В конце концов это привело к тому, что меня попросили приехать в Киев. Это было в июле этого года. Я был в США, я был в отпуске, я был в горах с детьми в походе – я бросил все и улетел в Киев на встречу с компанией. Целью этой встречи предполагалась, мне сказали, что это будут переговоры по разрешению проблемы. Встреча прошла в Офисе Президента на высоком уровне. Так вот, у нас было два заместителя Главы Офиса Президента, у нас был министр инфраструктуры, также господин Юрик, все еще бывший тогда главой Правления компании, он был там.
И так мы провели встречу, на которой я очень рано пришел к выводу, что с их стороны нет интереса к добросовестным переговорам. Никакого предложения не было. Я уже отправил им предложение, которое, опять же, предусматривало дисконт к сумме долга. И я сказал им на встрече: давайте начнем с того, в чем заключается наша юридическая претензия. Мы знаем, что произошло в судах. Отталкиваясь от этого, давайте обсудим, как мы можем разрешить эту ситуацию. Мы можем обсудить скидки, мы можем обсудить сроки погашения – мы можем обсудить любые условия для того, чтобы Укрзалізниця могла обслуживать этот долг.
Но с той стороны не было желания взаимодействовать на этой основе. И тогда, и именно здесь все стало, знаете, действительно для меня очень тревожным, и действительно фундаментально заставило нас переосмыслить нашу возможность продолжать инвестировать вообще в Украину.
Замглавы Офиса президента по правовым вопросам Андрей Смирнов сказал мне: «Послушайте, Ричард, у вас есть очень хорошие юристы. Я знаю ваших юристов, они превосходны, они хорошо представляют ваше дело, и у вас очень хорошее дело. У вас есть очень хорошие юридические аргументы. Но, Ричард, вы должны понимать одно – в Украине судьи могут быть уволены».
По сути, он предупредил вас, что суды находятся под непосредственным влиянием Офиса Президента.

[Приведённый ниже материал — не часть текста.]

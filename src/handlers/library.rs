// handlers/library.rs - /api/v1/notes/{notes,bookmarks,history}
//
// All routes require a bearer token issued under the resolved tenant.

use axum::{
    extract::{Path, Query, State},
    Json,
};

use crate::database::models::{Bookmark, PlayHistory, UserNote};
use crate::middleware::{ApiResponse, ApiResult, AuthUser};
use crate::server::AppState;
use crate::services::library_service::{
    LibraryFilter, NewBookmark, NewNote, NewPlayHistory, NoteChanges, PlayHistoryChanges,
};
use crate::services::Page;
use crate::tenant::TenantScope;

/// GET /api/v1/notes/notes?verse=
pub async fn list_notes(
    State(state): State<AppState>,
    user: AuthUser,
    scope: TenantScope,
    Query(filter): Query<LibraryFilter>,
    Query(page): Query<Page>,
) -> ApiResult<Vec<UserNote>> {
    Ok(ApiResponse::success(
        state.library.list_notes(&scope, &user, filter, page).await?,
    ))
}

/// POST /api/v1/notes/notes
pub async fn create_note(
    State(state): State<AppState>,
    user: AuthUser,
    scope: TenantScope,
    Json(input): Json<NewNote>,
) -> ApiResult<UserNote> {
    Ok(ApiResponse::created(state.library.create_note(&scope, &user, input).await?))
}

/// GET /api/v1/notes/notes/:id
pub async fn get_note(
    State(state): State<AppState>,
    user: AuthUser,
    scope: TenantScope,
    Path(id): Path<i64>,
) -> ApiResult<UserNote> {
    Ok(ApiResponse::success(state.library.get_note(&scope, &user, id).await?))
}

/// PUT|PATCH /api/v1/notes/notes/:id
pub async fn update_note(
    State(state): State<AppState>,
    user: AuthUser,
    scope: TenantScope,
    Path(id): Path<i64>,
    Json(changes): Json<NoteChanges>,
) -> ApiResult<UserNote> {
    Ok(ApiResponse::success(
        state.library.update_note(&scope, &user, id, changes).await?,
    ))
}

/// DELETE /api/v1/notes/notes/:id
pub async fn delete_note(
    State(state): State<AppState>,
    user: AuthUser,
    scope: TenantScope,
    Path(id): Path<i64>,
) -> ApiResult<()> {
    state.library.delete_note(&scope, &user, id).await?;
    Ok(ApiResponse::no_content())
}

/// GET /api/v1/notes/bookmarks?book=
pub async fn list_bookmarks(
    State(state): State<AppState>,
    user: AuthUser,
    scope: TenantScope,
    Query(filter): Query<LibraryFilter>,
    Query(page): Query<Page>,
) -> ApiResult<Vec<Bookmark>> {
    Ok(ApiResponse::success(
        state.library.list_bookmarks(&scope, &user, filter, page).await?,
    ))
}

/// POST /api/v1/notes/bookmarks
pub async fn create_bookmark(
    State(state): State<AppState>,
    user: AuthUser,
    scope: TenantScope,
    Json(input): Json<NewBookmark>,
) -> ApiResult<Bookmark> {
    Ok(ApiResponse::created(
        state.library.create_bookmark(&scope, &user, input).await?,
    ))
}

/// GET /api/v1/notes/bookmarks/:id
pub async fn get_bookmark(
    State(state): State<AppState>,
    user: AuthUser,
    scope: TenantScope,
    Path(id): Path<i64>,
) -> ApiResult<Bookmark> {
    Ok(ApiResponse::success(state.library.get_bookmark(&scope, &user, id).await?))
}

/// DELETE /api/v1/notes/bookmarks/:id
pub async fn delete_bookmark(
    State(state): State<AppState>,
    user: AuthUser,
    scope: TenantScope,
    Path(id): Path<i64>,
) -> ApiResult<()> {
    state.library.delete_bookmark(&scope, &user, id).await?;
    Ok(ApiResponse::no_content())
}

/// GET /api/v1/notes/history?chapter_audio=
pub async fn list_history(
    State(state): State<AppState>,
    user: AuthUser,
    scope: TenantScope,
    Query(filter): Query<LibraryFilter>,
    Query(page): Query<Page>,
) -> ApiResult<Vec<PlayHistory>> {
    Ok(ApiResponse::success(
        state.library.list_history(&scope, &user, filter, page).await?,
    ))
}

/// POST /api/v1/notes/history
pub async fn create_history(
    State(state): State<AppState>,
    user: AuthUser,
    scope: TenantScope,
    Json(input): Json<NewPlayHistory>,
) -> ApiResult<PlayHistory> {
    Ok(ApiResponse::created(
        state.library.create_history(&scope, &user, input).await?,
    ))
}

/// GET /api/v1/notes/history/:id
pub async fn get_history(
    State(state): State<AppState>,
    user: AuthUser,
    scope: TenantScope,
    Path(id): Path<i64>,
) -> ApiResult<PlayHistory> {
    Ok(ApiResponse::success(state.library.get_history(&scope, &user, id).await?))
}

/// PUT|PATCH /api/v1/notes/history/:id
pub async fn update_history(
    State(state): State<AppState>,
    user: AuthUser,
    scope: TenantScope,
    Path(id): Path<i64>,
    Json(changes): Json<PlayHistoryChanges>,
) -> ApiResult<PlayHistory> {
    Ok(ApiResponse::success(
        state.library.update_history(&scope, &user, id, changes).await?,
    ))
}

/// DELETE /api/v1/notes/history/:id
pub async fn delete_history(
    State(state): State<AppState>,
    user: AuthUser,
    scope: TenantScope,
    Path(id): Path<i64>,
) -> ApiResult<()> {
    state.library.delete_history(&scope, &user, id).await?;
    Ok(ApiResponse::no_content())
}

Именно. И с того момента мы стали свидетелями того, как именно это происходит. Мы видели замену нескольких судей по делам, в которые были вовлечены.
Приведу крайний пример: в Апелляционном суде, если вы обращаетесь в Апелляционный суд, ваши судьи должны быть выбраны лотереей. Всего есть 54 судьи. Предполагается, что случайным образом будут выбраны три судьи. У нас было одно дело в Апелляционном суде. Нам сообщили, что 51 из 54 судей либо болеют, либо находятся в отпуске. Таким образом, были выбраны три оставшихся судьи, которые были доступны – удивительное и невероятное совпадение.
А потом, в сентябре, у нас была апелляционная жалоба, то есть, Укрзалізниця завела дело. Проиграв в Верховном суде, им нужно было что-то придумать. Поэтому они начали совершенно новое дело, в котором заявили, что первоначальный договор, по которому мы купили долг, был незаконным. И он был незаконным, как они говорят, потому что это такой технический момент – они говорят, что это было соглашение о факторинге.
Факторинг – это то, что вы делаете, если вы поставщик молока в продуктовую сеть, и продаете дебиторскую задолженность продуктовой сети, чтобы получить свои деньги сегодня, а не через 60 дней. Вот что такое факторинг.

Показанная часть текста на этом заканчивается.